The provocative move by the US Treasury to sanction Cosco saw charterers cancel provisionally-booked tonnage connected with any division of the company, as they sought to clarify the legal implications of any exposure to the shipping giant.
Cosco Shipping Tanker (Dalian) Co and Cosco Shipping Tanker (Dalian) Seaman & Ship Management Co were yesterday blacklisted over their role in shipping sanctioned Iranian crude and liquefied petroleum gas to China since May. That includes more than 20 very large crude carriers managed by the subsidiaries and affects nearly 50 vessels directly.

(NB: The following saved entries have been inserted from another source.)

//! Color constants and bar scaling helpers for the TUI.

use ratatui::style::Color;

/// Accent used for the histogram bars and the enabled trigger.
pub const ACCENT: Color = Color::Rgb(100, 108, 255);
/// Header bar foreground.
pub const HEADER_FG: Color = Color::White;
/// Header bar background.
pub const HEADER_BG: Color = Color::DarkGray;
/// Muted text (hints, captions, footer).
pub const MUTED: Color = Color::DarkGray;
/// Disabled trigger foreground.
pub const DISABLED: Color = Color::Gray;
/// Error panel border and heading.
pub const ERROR: Color = Color::Red;
/// Metric card values.
pub const VALUE: Color = Color::Cyan;

/// Resolution of the integer bar heights handed to the bar chart.
pub const BAR_SCALE: f64 = 1000.0;

/// Maps bar values onto integer heights proportional to the largest value.
///
/// The bar chart only takes integers; scaling keeps fractional GWh values
/// distinguishable. Negative and non-finite values draw as zero.
pub fn scale_bars(values: &[f64]) -> Vec<u64> {
    let max = values
        .iter()
        .copied()
        .filter(|v| v.is_finite())
        .fold(0.0_f64, f64::max);
    if max <= 0.0 {
        return vec![0; values.len()];
    }
    values
        .iter()
        .map(|&v| {
            if v.is_finite() && v > 0.0 {
                (v / max * BAR_SCALE).round() as u64
            } else {
                0
            }
        })
        .collect()
}

/// Column geometry of the histogram bars.
#[derive(Debug, Clone, Copy, PartialEq, Eq)]
pub struct BarLayout {
    pub width: u16,
    pub gap: u16,
}

/// Geometry that fits `count` bars into `columns` cells.
///
/// Bars keep a one-cell gap while each can have at least one column of its
/// own plus the gap; denser charts pack single-column bars with no gap.
pub fn bar_layout(columns: u16, count: usize) -> BarLayout {
    let per_bar = if count == 0 {
        0
    } else {
        usize::from(columns) / count
    };
    if per_bar >= 2 {
        BarLayout {
            width: u16::try_from(per_bar - 1).unwrap_or(u16::MAX),
            gap: 1,
        }
    } else {
        BarLayout { width: 1, gap: 0 }
    }
}

/// Averages runs of consecutive values so at most `columns` remain.
///
/// Values are returned unchanged when they already fit.
pub fn bin_bars(values: &[f64], columns: usize) -> Vec<f64> {
    if columns == 0 || values.len() <= columns {
        return values.to_vec();
    }
    let per_bin = values.len().div_ceil(columns);
    values
        .chunks(per_bin)
        .map(|chunk| chunk.iter().sum::<f64>() / chunk.len() as f64)
        .collect()
}

#[cfg(test)]
mod tests {
    use super::*;

    #[test]
    fn scale_preserves_ratios() {
        assert_eq!(
            scale_bars(&[1.0, 5.0, 9.0, 5.0, 1.0]),
            vec![111, 556, 1000, 556, 111]
        );
    }

    #[test]
    fn scale_handles_empty_and_non_positive() {
        assert!(scale_bars(&[]).is_empty());
        assert_eq!(scale_bars(&[0.0, -2.0]), vec![0, 0]);
        assert_eq!(scale_bars(&[-1.0, 2.0]), vec![0, 1000]);
    }

    #[test]
    fn layout_keeps_gaps_while_they_fit() {
        assert_eq!(bar_layout(60, 5), BarLayout { width: 11, gap: 1 });
        assert_eq!(bar_layout(118, 59), BarLayout { width: 1, gap: 1 });
    }

    #[test]
    fn dense_layout_drops_gaps() {
        assert_eq!(bar_layout(118, 60), BarLayout { width: 1, gap: 0 });
        assert_eq!(bar_layout(118, 118), BarLayout { width: 1, gap: 0 });
        assert_eq!(bar_layout(10, 0), BarLayout { width: 1, gap: 0 });
    }

    #[test]
    fn binning_averages_consecutive_values() {
        let values = [1.0, 3.0, 5.0, 7.0, 9.0];
        assert_eq!(bin_bars(&values, 5), values.to_vec());
        assert_eq!(bin_bars(&values, 2), vec![3.0, 8.0]);
        assert_eq!(bin_bars(&[2.0; 500], 118).len(), 100);
        assert!(bin_bars(&[], 10).is_empty());
    }
}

Although the US Office of Foreign Assets Control said sanctions did not apply to the Cosco parent company, charterers of these subsidiaries’ tankers, as well as others linked to the company generally, today sought alternate ships in the spot market.
That pushed up very large crude carrier rates on the biggest seaborne crude route to China from the Middle East Gulf by 34% Thursday, to $46,578 per day. Charterers not only sought replacements on the Middle East Gulf, but also for sailings from West Africa and the US Gulf, another shipbroker reported.
According to a Reuters report on Thursday, China’s Unipec has already made replacement bookings for four oil shipments from the Middle East Gulf in the wake of Washinton’s sanctions. Sources confirmed Unipec, the trading arm of Asia’s top oil refiner Sinopec, had switched to other tanker owners including China Merchants-owned AMCL.
China Shipping Energy Transportation, the oil and gas shipping arm, halted trading of its shares on September 26. The company wholly owns Cosco Shipping Tanker (Dalian) Co. It has 18 liquefied natural gas carriers, 15 of which are currently under construction in deals with partner Teekay and Dynagas.
“This is plainly a very sensitive issue, and one in which very few lawyers will want to go on the record about,” said a maritime attorney who specialised in sanctions, adding that most spent Thursday fending off inquiries from panicking charterers and partners connected to Cosco outside of Asia.
Because most shipping transactions are carried out in US dollars worldwide, marine service providers and charterers were extremely keen to seek clarification, he said. Many were taking an immediate risk-averse approach whilst seeking additional OFAC advice, he added.
Overall Cosco Shipping Corp is the beneficial owner of a fleet of more than 1,000 vessels, including 64 crude tankers and 98 product tankers, with a total fleet exceeding 100m dwt, according to data from Lloyd’s List Intelligence.
“Much of the chaos over the past 24 hours can be attributed to the fact that the ownership and management of Cosco vessels is largely opaque, with a large number of different entities controlled by parent company Cosco,” said the Alphatanker report.
“Thus tanker market participants are unsure of which vessels are sanctioned which has led charterers to shun all vessels connected to Cosco.
“The US administration has only stated which Cosco entities are sanctioned but not what vessels they control, they are unlikely to expand upon this. Therefore, the onus is now on Cosco to state clearly which vessels are controlled by what entity.
“Moreover, until they publish such information it seems unavoidable that charterers will continue to shun all Cosco vessels.”
At least one Cosco Shipping Tanker (Dalian) Co VLCC was seen sailing for Galveston at 1600 hrs London time. The Cosmerry Lake was in mid-Atlantic after leaving the port of Rotterdam on September 17. The vessel had been chartered in mid-September to load a 270,000-tonne crude cargo from the US Gulf by South Korea oil refiner SK Group. Another VLCC is at anchor off Galveston.